17 March 2016 Lindsay Hughes, Research Analyst, Indian Ocean Research Programme Download PDF

Key Points

  • Tensions are building between Iranian conservative leaders and their more liberal counterparts.
  • President Hassan Rouhani is seen by the conservatives as a danger to the status quo and their hold on power. They wish to destroy his credibility and trustworthiness in the eyes of the West.
  • One way of doing that is to carry out missile tests that contravene previous agreements.

Summary

The Iranian Revolutionary Guard Corps (IRGC) announced on 8 March 2016 that it had carried out a ballistic missile test to demonstrate its ‘full readiness to confront all kinds of threats against the Revolution, establishment and territorial integrity.’ The test attracted the attention – and disapproval – of the United States. State Department Spokesman Mark Toner stated that ‘there are strong indications (this) test is inconsistent with UN Security Council 2231’ and added that, ‘If confirmed, we intend to raise the matter in the UN Security Council.’ An official in the Obama Administration downplayed the test, remarking that the missile in question was a medium-range weapon and did not have the long range to which the Iranian news reports alluded.

It soon became apparent that Iran was not overly concerned by those statements. It followed that test with the launch of two more missiles the very next day – this time with missiles that had ranges of 1,700 kilometres and 2,000 kilometres, respectively. Israeli authorities were quick to note that these missiles brought all of Israel within their strike envelope. They also stated that, adding insult to the fact of the launch, the missiles were painted with the statement in Hebrew, “Israel must be wiped off the Earth”, a reference to a speech by the leader of the Iranian revolution, the Ayatollah Ruhollah Khomeini.

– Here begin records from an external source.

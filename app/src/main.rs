//! todosync - terminal todo client.
//!
//! Restores or starts a session, then reads commands from stdin. Every
//! command is sent to the store and the view is printed once the remote
//! call and the refetch it triggers have settled.

use std::sync::Arc;
use std::time::Duration;

use anyhow::{Context, Result};
use clap::Parser;
use tokio::io::{AsyncBufReadExt, BufReader};
use tracing::{info, warn};
use tracing_subscriber::{layer::SubscriberExt, util::SubscriberInitExt, EnvFilter};

use todosync::cli::Cli;
use todosync::view::{parse_command, HELP};
use todosync::{render, AppAction, AppEnvironment, AppReducer, AppState, Command};
use todosync_core::environment::SystemClock;
use todosync_runtime::Store;
use todosync_supabase::{SupabaseClient, SupabaseConfig};

type AppStore = Store<AppState, AppAction, AppEnvironment, AppReducer>;

/// Upper bound on one command's remote round trips
const SETTLE_TIMEOUT: Duration = Duration::from_secs(30);

/// Graceful shutdown timeout
const SHUTDOWN_TIMEOUT: Duration = Duration::from_secs(5);

#[tokio::main]
async fn main() -> Result<()> {
    // A missing .env file is fine; the variables may come from the shell
    let dotenv = dotenvy::dotenv();
    let cli = Cli::parse();
    init_tracing(&cli);
    if let Ok(path) = dotenv {
        info!(path = %path.display(), "Loaded environment file");
    }

    let config = SupabaseConfig::from_env().context("Failed to load Supabase configuration")?;
    let client = Arc::new(SupabaseClient::new(config).context("Failed to build HTTP client")?);
    if let Some(token) = cli.access_token.clone() {
        client.restore_token(token).await;
    }
    let env = AppEnvironment::new(client.clone(), client, Arc::new(SystemClock));
    let store = Store::new(AppState::with_filter(cli.filter), AppReducer::new(), env);

    settle(&store, AppAction::RestoreSession).await?;
    if let Some(credentials) = cli.credentials() {
        settle(&store, AppAction::SignIn { credentials }).await?;
    }
    print_view(&store).await;

    let mut lines = BufReader::new(tokio::io::stdin()).lines();
    while let Some(line) = lines.next_line().await.context("Failed to read stdin")? {
        let view = store.state(AppState::view).await;
        match parse_command(&line, &view) {
            Ok(Command::Quit) => break,
            Ok(Command::Help) => println!("{HELP}"),
            Ok(Command::Dispatch(action)) => {
                settle(&store, action).await?;
                print_view(&store).await;
            },
            Err(error) => println!("{error}"),
        }
    }

    if let Err(error) = store.shutdown(SHUTDOWN_TIMEOUT).await {
        warn!(%error, "Shutdown did not complete cleanly");
    }
    Ok(())
}

/// Send `action` and wait for everything it cascades into
async fn settle(store: &AppStore, action: AppAction) -> Result<()> {
    let mut handle = store.send(action).await.context("Store rejected the action")?;
    if let Err(error) = handle.wait_with_timeout(SETTLE_TIMEOUT).await {
        warn!(%error, "Remote call still running; showing the current view");
    }
    Ok(())
}

async fn print_view(store: &AppStore) {
    let rendered = store.state(render).await;
    print!("{rendered}");
}

/// Logs go to stderr so the rendered view on stdout stays clean
fn init_tracing(cli: &Cli) {
    tracing_subscriber::registry()
        .with(EnvFilter::try_from_default_env().unwrap_or_else(|_| cli.log_directive().into()))
        .with(
            tracing_subscriber::fmt::layer()
                .with_target(false)
                .with_writer(std::io::stderr),
        )
        .init();
}
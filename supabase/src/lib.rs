//! Supabase collaborators for todosync.
//!
//! [`SupabaseClient`] implements both remote collaborator traits against a
//! hosted Supabase project:
//!
//! - [`AuthProvider`](todosync_core::AuthProvider) over GoTrue
//!   (`/auth/v1/token`, `/auth/v1/user`, `/auth/v1/logout`)
//! - [`ItemStore`](todosync_core::ItemStore) over PostgREST
//!   (`/rest/v1/{table}`)
//!
//! The access token obtained at sign-in is held in memory only and attached
//! to every row request. Row-level security on the backend is expected to
//! enforce ownership; the client additionally scopes every select and bulk
//! delete by `user_id`.
//!
//! # Example
//!
//! ```rust,ignore
//! use std::sync::Arc;
//! use todosync_supabase::{SupabaseClient, SupabaseConfig};
//!
//! let client = Arc::new(SupabaseClient::new(SupabaseConfig::from_env()?)?);
//! let identity = client.sign_in(&Credentials::new("ada@example.com", "secret")).await?;
//! let todos = client.select_by_owner(&identity.id).await?;
//! ```

#![forbid(unsafe_code)]
#![warn(missing_docs)]

mod auth;
mod client;
pub mod config;
mod error;
mod rows;

pub use client::SupabaseClient;
pub use config::{ConfigError, SupabaseConfig};
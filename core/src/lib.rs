//! # todosync Core
//!
//! Domain types, provider traits and reducer primitives for the todosync
//! client.
//!
//! The client keeps a remote, per-user todo list in sync with local state.
//! All business logic lives in reducers: pure functions that take the
//! current state, an action and the injected environment, mutate the state
//! in place and return descriptions of the side effects to run. The runtime
//! crate executes those effects and feeds their outcomes back in.
//!
//! ## Core Concepts
//!
//! - **State**: Everything the client knows (session, cached list, filter)
//! - **Action**: User intents plus the outcomes of remote calls
//! - **Reducer**: `(State, Action, Environment) → (State, Effects)`
//! - **Effect**: A description of a remote call, executed by the runtime
//! - **Environment**: The remote collaborators, injected as trait objects
//!
//! ## Collaborators
//!
//! The hosted backend is reached only through two traits:
//!
//! - [`providers::ItemStore`]: row storage for todo records
//! - [`providers::AuthProvider`]: password sign-in and session lookup
//!
//! Production implementations live in `todosync-supabase`; in-memory
//! implementations for tests live in `todosync-testing`.

// Re-export commonly used types
pub use chrono::{DateTime, Utc};
pub use smallvec::{smallvec, SmallVec};

/// Effect construction macros
pub mod effect_macros;

/// Error taxonomy for remote operations
pub mod error;

/// Which subset of the list is displayed
pub mod filter;

/// Session identity and sign-in credentials
pub mod identity;

/// Remote collaborator traits
pub mod providers;

/// Todo records and their identifiers
pub mod todo;

pub use error::{AuthError, TodoError};
pub use filter::Filter;
pub use identity::{Credentials, Identity, UserId};
pub use providers::{AuthProvider, ItemStore, TodoPatch};
pub use todo::{NewTodo, Todo, TodoId};

/// Reducer module - The core trait for business logic
///
/// Reducers are pure functions: `(State, Action, Environment) → (State, Effects)`.
/// They never perform I/O themselves; remote calls are returned as
/// [`Effect`](crate::effect::Effect) values.
pub mod reducer {
    use super::effect::Effect;
    use smallvec::SmallVec;

    /// The Reducer trait - core abstraction for business logic
    ///
    /// # Type Parameters
    ///
    /// - `State`: The state this reducer operates on
    /// - `Action`: The action type this reducer processes
    /// - `Environment`: The injected dependencies this reducer needs
    ///
    /// # Example
    ///
    /// ```ignore
    /// impl Reducer for AppReducer {
    ///     type State = AppState;
    ///     type Action = AppAction;
    ///     type Environment = AppEnvironment;
    ///
    ///     fn reduce(
    ///         &self,
    ///         state: &mut AppState,
    ///         action: AppAction,
    ///         env: &AppEnvironment,
    ///     ) -> SmallVec<[Effect<AppAction>; 4]> {
    ///         match action {
    ///             AppAction::SetFilter { filter } => {
    ///                 state.filter = filter;
    ///                 SmallVec::new()
    ///             }
    ///             _ => SmallVec::new(),
    ///         }
    ///     }
    /// }
    /// ```
    pub trait Reducer {
        /// The state type this reducer operates on
        type State;

        /// The action type this reducer processes
        type Action;

        /// The environment type with injected dependencies
        type Environment;

        /// Reduce an action into state changes and effects
        ///
        /// Updates `state` in place and returns the effects the runtime
        /// should execute. Most actions produce zero or one effect, hence
        /// the inline capacity of four.
        fn reduce(
            &self,
            state: &mut Self::State,
            action: Self::Action,
            env: &Self::Environment,
        ) -> SmallVec<[Effect<Self::Action>; 4]>;
    }
}

/// Effect module - Side effect descriptions
///
/// Effects describe side effects to be performed by the runtime.
/// They are values, not execution.
pub mod effect {
    use std::future::Future;
    use std::pin::Pin;

    /// A boxed, sendable future yielding an optional feedback action
    pub type EffectFuture<Action> = Pin<Box<dyn Future<Output = Option<Action>> + Send>>;

    /// Effect type - describes a side effect to be executed
    ///
    /// Effects are NOT executed immediately. They are returned from reducers
    /// and executed by the Store runtime.
    pub enum Effect<Action> {
        /// No-op effect
        None,

        /// Run effects concurrently
        Parallel(Vec<Effect<Action>>),

        /// Run effects one after another
        Sequential(Vec<Effect<Action>>),

        /// Arbitrary async computation
        ///
        /// If the future yields `Some(action)`, the action is fed back into the reducer.
        Future(EffectFuture<Action>),
    }

    // Manual Debug implementation since Future doesn't implement Debug
    impl<Action> std::fmt::Debug for Effect<Action> {
        fn fmt(&self, f: &mut std::fmt::Formatter<'_>) -> std::fmt::Result {
            match self {
                Effect::None => write!(f, "Effect::None"),
                Effect::Parallel(effects) => {
                    f.debug_tuple("Effect::Parallel").field(effects).finish()
                },
                Effect::Sequential(effects) => {
                    f.debug_tuple("Effect::Sequential").field(effects).finish()
                },
                Effect::Future(_) => write!(f, "Effect::Future(<future>)"),
            }
        }
    }

    impl<Action> Effect<Action> {
        /// Wrap a future as an effect
        #[must_use]
        pub fn future<F>(fut: F) -> Self
        where
            F: Future<Output = Option<Action>> + Send + 'static,
        {
            Effect::Future(Box::pin(fut))
        }

        /// Combine effects to run concurrently
        #[must_use]
        pub const fn merge(effects: Vec<Effect<Action>>) -> Effect<Action> {
            Effect::Parallel(effects)
        }

        /// Chain effects to run sequentially
        #[must_use]
        pub const fn chain(effects: Vec<Effect<Action>>) -> Effect<Action> {
            Effect::Sequential(effects)
        }

        /// Returns true for `Effect::None`
        #[must_use]
        pub const fn is_none(&self) -> bool {
            matches!(self, Effect::None)
        }
    }
}

/// Environment module - Dependency injection traits
///
/// Remote collaborators are injected as trait objects (see [`providers`]);
/// this module holds the remaining ambient dependency, time.
pub mod environment {
    use chrono::{DateTime, Utc};

    /// Clock trait - abstracts time operations for testability
    ///
    /// The client reads time only to stamp notices and cache entries; todo
    /// creation timestamps are always assigned by the server.
    pub trait Clock: Send + Sync {
        /// Get the current time
        fn now(&self) -> DateTime<Utc>;
    }

    /// Wall-clock time
    #[derive(Debug, Clone, Copy, Default)]
    pub struct SystemClock;

    impl Clock for SystemClock {
        fn now(&self) -> DateTime<Utc> {
            Utc::now()
        }
    }
}

#[cfg(test)]
mod tests {
    use super::effect::Effect;

    #[test]
    fn effect_debug_hides_future_body() {
        let effect: Effect<u8> = Effect::future(async { Some(1) });
        assert_eq!(format!("{effect:?}"), "Effect::Future(<future>)");
    }

    #[test]
    fn merge_and_chain_wrap_children() {
        let merged: Effect<u8> = Effect::merge(vec![Effect::None, Effect::None]);
        assert!(matches!(merged, Effect::Parallel(ref v) if v.len() == 2));

        let chained: Effect<u8> = Effect::chain(vec![Effect::None]);
        assert!(matches!(chained, Effect::Sequential(ref v) if v.len() == 1));
    }

    #[test]
    fn is_none_only_for_none() {
        assert!(Effect::<u8>::None.is_none());
        assert!(!Effect::<u8>::future(async { None }).is_none());
    }
}
//! Session manager: who is signed in.
//!
//! [`SessionState`] is the part of [`AppState`](crate::AppState) that holds
//! the identity; [`SessionManager`] performs the calls against the auth
//! collaborator. Every remote todo operation reads the identity from
//! `SessionState` and refuses to run without one.

use std::sync::Arc;
use todosync_core::{AuthError, AuthProvider, Credentials, Identity};
use tracing::{debug, info, warn};

/// Session part of the application state
#[derive(Clone, Debug, Default, PartialEq, Eq)]
pub struct SessionState {
    identity: Option<Identity>,
    signing_in: bool,
    error: Option<String>,
}

impl SessionState {
    /// The signed-in identity, if any
    #[must_use]
    pub const fn current_identity(&self) -> Option<&Identity> {
        self.identity.as_ref()
    }

    /// Returns true while a sign-in request is in flight
    #[must_use]
    pub const fn is_signing_in(&self) -> bool {
        self.signing_in
    }

    /// Message of the last failed sign-in
    #[must_use]
    pub fn error(&self) -> Option<&str> {
        self.error.as_deref()
    }

    pub(crate) fn begin_sign_in(&mut self) {
        self.signing_in = true;
        self.error = None;
    }

    pub(crate) fn fail_sign_in(&mut self, error: &AuthError) {
        self.signing_in = false;
        self.error = Some(format!("Failed to sign in: {error}"));
    }

    /// Adopt `identity`; returns true when the user changed
    pub(crate) fn set_identity(&mut self, identity: Option<Identity>) -> bool {
        self.signing_in = false;
        if identity.is_some() {
            self.error = None;
        }
        let changed = self.identity.as_ref().map(|i| &i.id) != identity.as_ref().map(|i| &i.id);
        self.identity = identity;
        changed
    }
}

/// Calls against the auth collaborator
///
/// One attempt per explicit user action; nothing is retried.
#[derive(Clone)]
pub struct SessionManager {
    auth: Arc<dyn AuthProvider>,
}

impl SessionManager {
    /// Creates a manager over `auth`
    #[must_use]
    pub fn new(auth: Arc<dyn AuthProvider>) -> Self {
        Self { auth }
    }

    /// Exchange credentials for an identity.
    ///
    /// # Errors
    ///
    /// Returns the collaborator's [`AuthError`] unchanged.
    pub async fn sign_in(&self, credentials: &Credentials) -> Result<Identity, AuthError> {
        debug!(email = %credentials.email, "Sign-in requested");
        match self.auth.sign_in(credentials).await {
            Ok(identity) => {
                info!(user_id = %identity.id, "Session started");
                Ok(identity)
            },
            Err(error) => {
                info!(%error, "Sign-in rejected");
                Err(error)
            },
        }
    }

    /// End the session. Never fails locally; a failed remote call is logged.
    pub async fn sign_out(&self) {
        match self.auth.sign_out().await {
            Ok(()) => info!("Session ended"),
            Err(error) => warn!(%error, "Remote sign-out failed; local session cleared anyway"),
        }
    }

    /// Ask the collaborator for an already held session.
    pub async fn restore(&self) -> Option<Identity> {
        let identity = self.auth.current_user().await;
        match &identity {
            Some(identity) => info!(user_id = %identity.id, "Session restored"),
            None => debug!("No session to restore"),
        }
        identity
    }
}

impl std::fmt::Debug for SessionManager {
    fn fmt(&self, f: &mut std::fmt::Formatter<'_>) -> std::fmt::Result {
        f.debug_struct("SessionManager").finish_non_exhaustive()
    }
}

US officials stated this time around that the launch of the two missiles did not constitute a breach of the nuclear agreement that Iran signed with the members of the United Nations Security Council and Germany (the P5+1), the Joint Comprehensive Plan of Action (JCPOA), because they were not fitted with nuclear warheads. They did state, however, that Iran had, in all probability, violated the terms of a United Nations resolution that required Iran not to conduct ballistic missile tests. Former Secretary of State and now a Democratic Party candidate for the Presidency, Hillary Clinton, called for sanctions against Iran after it brushed off Washington’s concerns. Recording her deep concerns about the test, Clinton said that, ‘Iran should face sanctions for these activities and the international community must demonstrate that Iran’s threats toward Israel will not be tolerated.’

An IRGC Brigadier-General, Amir Ali Hajizadeh, noting that Iran’s ballistic missiles are designed to be able to strike targets in Israel, said, ‘The reason we designed our missiles with a range of 2,000 km (1,200 miles) is to be able to hit our enemy, the Zionist regime, from a safe distance.’ If true, it would appear that Israel is the primary target of Iran’s ballistic missiles.

Analysis

It is, perhaps, telling that the missile tests occurred soon after Iranians went to the polls on 26 February. While an election is generally viewed as democracy in action, it is not quite so in Iran, where “elections” are dictated by the edicts of the conservative clerics of the Guardian Council, a body that vets candidates who stand for political office and which consists of six clerics and six sharia judges. This body vetted the twelve thousand individuals who applied to contest the 290 parliamentary seats and approved 6,229, including 586 women. This process by itself gives rise to speculation that conservatives alone can be elected to parliament and critics of the government, or those who are seen to be reformists, disqualified.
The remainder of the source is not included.